Emma Thompson stars in this comedy about a woman determined to have good sex for the first time in her life by recruiting an escort who goes by the name Leo Grande (Daryl McCormack). Sophie Hyde directs the film about how these two unlikely partners begin to form more than an intimate connection.
“Honk for Jesus, Save Your Soul”
God is big business in this satire starring Regina Hall and Sterling K. Brown as a woman in charge of a Southern Baptist megachurch who plans a big comeback after her husband, the church’s pastor, is caught in a scandal. Directed, written and produced by twin sisters Adamma and Adanne Ebo, the film uses a faux-documentary style to show how religious corruption isn’t just committed by men but by the wives that protect and profit from them.
“Jihad Rehab”
Director Meg Smaker finds a new look at the legacy of 9/11 and Guantanamo Bay by going inside a rehab center for former jihadists, extremists and detainees and following four men who try to examine their own personal journeys before they can be released back into a new, unfamiliar world.
“Living“
In 1952, Akira Kurosawa created a searing critique of Japanese bureaucracy with “Ikiru,” a story of a government worker in postwar Tokyo who scrambles to make something lasting for others when he discovers he has been diagnosed with a terminal illness. With “Living,” director Oliver Hermanus and actor Bill Nighy transfer that story to postwar London as a veteran bureaucrat races against his own mortality to free a modest building project from red tape.
“Meet Me in the Bathroom”
Lizzy Goodman’s book “Meet Me in the Bathroom” is an oral history of New York City rock bands like The Strokes, Interpol, The Yeah Yeah Yeahs, LCD Soundsystem and The White Stripes in the early 2000s that has become gospel for music lovers and one of the definitive documents of the pre-9/11, post-Napster era in rock. The documentary based on the book and playing in the Midnight section is directed by Dylan Southern and Will Lovelace and should be catnip for any fan of the book or the bands.
“Resurrection”
Though Rebecca Hall made waves with “Passing” at last year’s festival behind the camera, “Resurrection” places her in a thriller alongside Tim Roth as a woman forced to confront a man from her past seemingly following her everywhere. Andrew Semans’ film promises a blend of horror and drama.
“Sharp Stick”
With “Girls” finished, Lena Dunham returns to filmmaking with a drama starring Kristine Froseth, Jon Bernthal and Jennifer Jason Leigh about a woman in her mid-20s living in an apartment with her influencer sister and cynical mother. Desperate for intimacy, she begins a wild affair with the father of a learning disabled boy she takes care of, beginning a journey into sexuality and power.
“Watcher”
First-time director Chloe Okuno has earned buzz for her Hitchcockian thriller about a married woman who moves to Bucharest with her husband, who leaves her alone often for his new job. But as news reports reveal that there’s a serial killer on the loose, she begins to get the feeling she’s being watched…

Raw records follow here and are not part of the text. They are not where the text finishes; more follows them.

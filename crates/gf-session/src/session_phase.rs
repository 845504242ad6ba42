use serde::Serialize;

#[derive(Debug, Clone, Copy, Default, Serialize, PartialEq, Eq)]
#[serde(rename_all = "snake_case")]
pub enum SessionPhase {
    /// No identity event observed yet
    #[default]
    Initializing,
    /// Identity known, profile resolution in flight
    Loading,
    Ready,
    SignedOut,
    /// Profile resolution failed terminally
    Errored,
}
use crate::{
    CONFIG_DIR_ENV, CONFIG_FILENAME, ConfigError, ConfigErrorResult, DEFAULT_CONFIG_DIR,
    LoggingConfig, RemoteConfig, RetryConfig, SessionConfig,
};

use std::path::{Path, PathBuf};

use log::info;
use serde::Deserialize;

#[derive(Debug, Clone, Deserialize, Default)]
#[serde(default)]
pub struct Config {
    pub session: SessionConfig,
    pub retry: RetryConfig,
    pub remote: RemoteConfig,
    pub logging: LoggingConfig,
}

impl Config {
    /// Load config.
    ///
    /// Loading order:
    /// 1. Check for GF_CONFIG_DIR env var, else use ./.gymfit/
    /// 2. Auto-create config directory if it doesn't exist
    /// 3. Load config.toml if it exists, else use defaults
    /// 4. Apply GF_* environment variable overrides
    ///
    /// Does NOT validate - call validate() after load().
    pub fn load() -> ConfigErrorResult<Self> {
        let config_dir = Self::config_dir()?;

        if !config_dir.exists() {
            std::fs::create_dir_all(&config_dir).map_err(|e| ConfigError::Io {
                path: config_dir.clone(),
                source: e,
            })?;
        }

        let config_path = config_dir.join(CONFIG_FILENAME);

        let mut config = if config_path.exists() {
            Self::load_toml(&config_path)?
        } else {
            Config::default()
        };

        config.apply_env_overrides();

        Ok(config)
    }

    /// Load and parse TOML file with detailed error context.
    fn load_toml(path: &Path) -> ConfigErrorResult<Self> {
        let contents = std::fs::read_to_string(path).map_err(|e| ConfigError::Io {
            path: path.to_path_buf(),
            source: e,
        })?;

        toml::from_str(&contents).map_err(|e| ConfigError::Toml {
            path: path.to_path_buf(),
            source: e,
        })
    }

    /// Get the config directory.
    /// Priority: GF_CONFIG_DIR env var > ./.gymfit/ (relative to cwd)
    pub fn config_dir() -> ConfigErrorResult<PathBuf> {
        if let Ok(dir) = std::env::var(CONFIG_DIR_ENV) {
            return Ok(PathBuf::from(dir));
        }

        let cwd = std::env::current_dir()
            .map_err(|_| ConfigError::config("Cannot determine current working directory"))?;
        Ok(cwd.join(DEFAULT_CONFIG_DIR))
    }

    /// Validate all configuration.
    /// Call after load() to catch all errors at startup.
    pub fn validate(&self) -> ConfigErrorResult<()> {
        self.session.validate()?;
        self.retry.validate()?;
        self.remote.validate()?;

        if let Some(file) = &self.logging.file
            && file.trim().is_empty()
        {
            return Err(ConfigError::logging("logging.file cannot be empty when set"));
        }

        Ok(())
    }

    /// Log file path resolved against the config directory when relative.
    pub fn log_file_path(&self) -> ConfigErrorResult<Option<PathBuf>> {
        match &self.logging.file {
            None => Ok(None),
            Some(file) => {
                let path = PathBuf::from(file);
                if path.is_absolute() {
                    Ok(Some(path))
                } else {
                    Ok(Some(Self::config_dir()?.join(path)))
                }
            }
        }
    }

    /// Log configuration summary (NEVER logs the API key).
    pub fn log_summary(&self) {
        info!("Configuration loaded:");
        info!(
            "  session: bootstrap_admin={}, collection={}, start_online={}",
            self.session.bootstrap_admin_email,
            self.session.users_collection,
            self.session.start_online
        );
        info!(
            "  retry: attempts={}, base={}ms, max={}s, backoff={}x, jitter={}",
            self.retry.max_attempts,
            self.retry.base_delay_ms,
            self.retry.max_delay_secs,
            self.retry.backoff_multiplier,
            self.retry.jitter
        );
        info!(
            "  remote: identity={}, documents={}, api_key={}, timeout={}s",
            self.remote.identity_url,
            self.remote.document_url,
            if self.remote.api_key.is_some() {
                "set"
            } else {
                "unset"
            },
            self.remote.timeout_secs
        );
        info!(
            "  logging: {} (colored: {}, file: {})",
            *self.logging.level,
            self.logging.colored,
            self.logging.file.as_deref().unwrap_or("stdout")
        );
    }

    fn apply_env_overrides(&mut self) {
        // Session
        Self::apply_env_string(
            "GF_SESSION_BOOTSTRAP_ADMIN_EMAIL",
            &mut self.session.bootstrap_admin_email,
        );
        Self::apply_env_string(
            "GF_SESSION_USERS_COLLECTION",
            &mut self.session.users_collection,
        );
        Self::apply_env_bool("GF_SESSION_START_ONLINE", &mut self.session.start_online);

        // Retry
        Self::apply_env_parse("GF_RETRY_MAX_ATTEMPTS", &mut self.retry.max_attempts);
        Self::apply_env_parse("GF_RETRY_BASE_DELAY_MS", &mut self.retry.base_delay_ms);
        Self::apply_env_parse("GF_RETRY_MAX_DELAY_SECS", &mut self.retry.max_delay_secs);
        Self::apply_env_parse(
            "GF_RETRY_BACKOFF_MULTIPLIER",
            &mut self.retry.backoff_multiplier,
        );
        Self::apply_env_bool("GF_RETRY_JITTER", &mut self.retry.jitter);

        // Remote
        Self::apply_env_string("GF_REMOTE_IDENTITY_URL", &mut self.remote.identity_url);
        Self::apply_env_string("GF_REMOTE_DOCUMENT_URL", &mut self.remote.document_url);
        Self::apply_env_option_string("GF_REMOTE_API_KEY", &mut self.remote.api_key);
        Self::apply_env_parse("GF_REMOTE_TIMEOUT_SECS", &mut self.remote.timeout_secs);

        // Logging
        Self::apply_env_parse("GF_LOG_LEVEL", &mut self.logging.level);
        Self::apply_env_bool("GF_LOG_COLORED", &mut self.logging.colored);
        Self::apply_env_option_string("GF_LOG_FILE", &mut self.logging.file);
    }

    /// Helper: Apply environment variable override for String values
    fn apply_env_string(var_name: &str, target: &mut String) {
        if let Ok(val) = std::env::var(var_name) {
            *target = val;
        }
    }

    /// Helper: Apply environment variable override for bool values (accepts "true"/"1")
    fn apply_env_bool(var_name: &str, target: &mut bool) {
        if let Ok(val) = std::env::var(var_name) {
            *target = val == "true" || val == "1";
        }
    }

    /// Helper: Apply environment variable override for parseable values
    fn apply_env_parse<T: std::str::FromStr>(var_name: &str, target: &mut T) {
        if let Ok(val) = std::env::var(var_name)
            && let Ok(parsed) = val.parse()
        {
            *target = parsed;
        }
    }

    /// Helper: Apply environment variable override for Option<String> values
    fn apply_env_option_string(var_name: &str, target: &mut Option<String>) {
        if let Ok(val) = std::env::var(var_name) {
            *target = Some(val);
        }
    }
}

“We Met in Virtual Reality”
Director Joe Hunting spent his time during the pandemic filming a vérité documentary about romance, sexuality and their intersection with technology, but he did so by filming entirely within a VR universe. “We Met in Virtual Reality” is playing in the World Cinema Documentary Competition and aims to elevate the form of the documentary with its colorful and experimental visuals.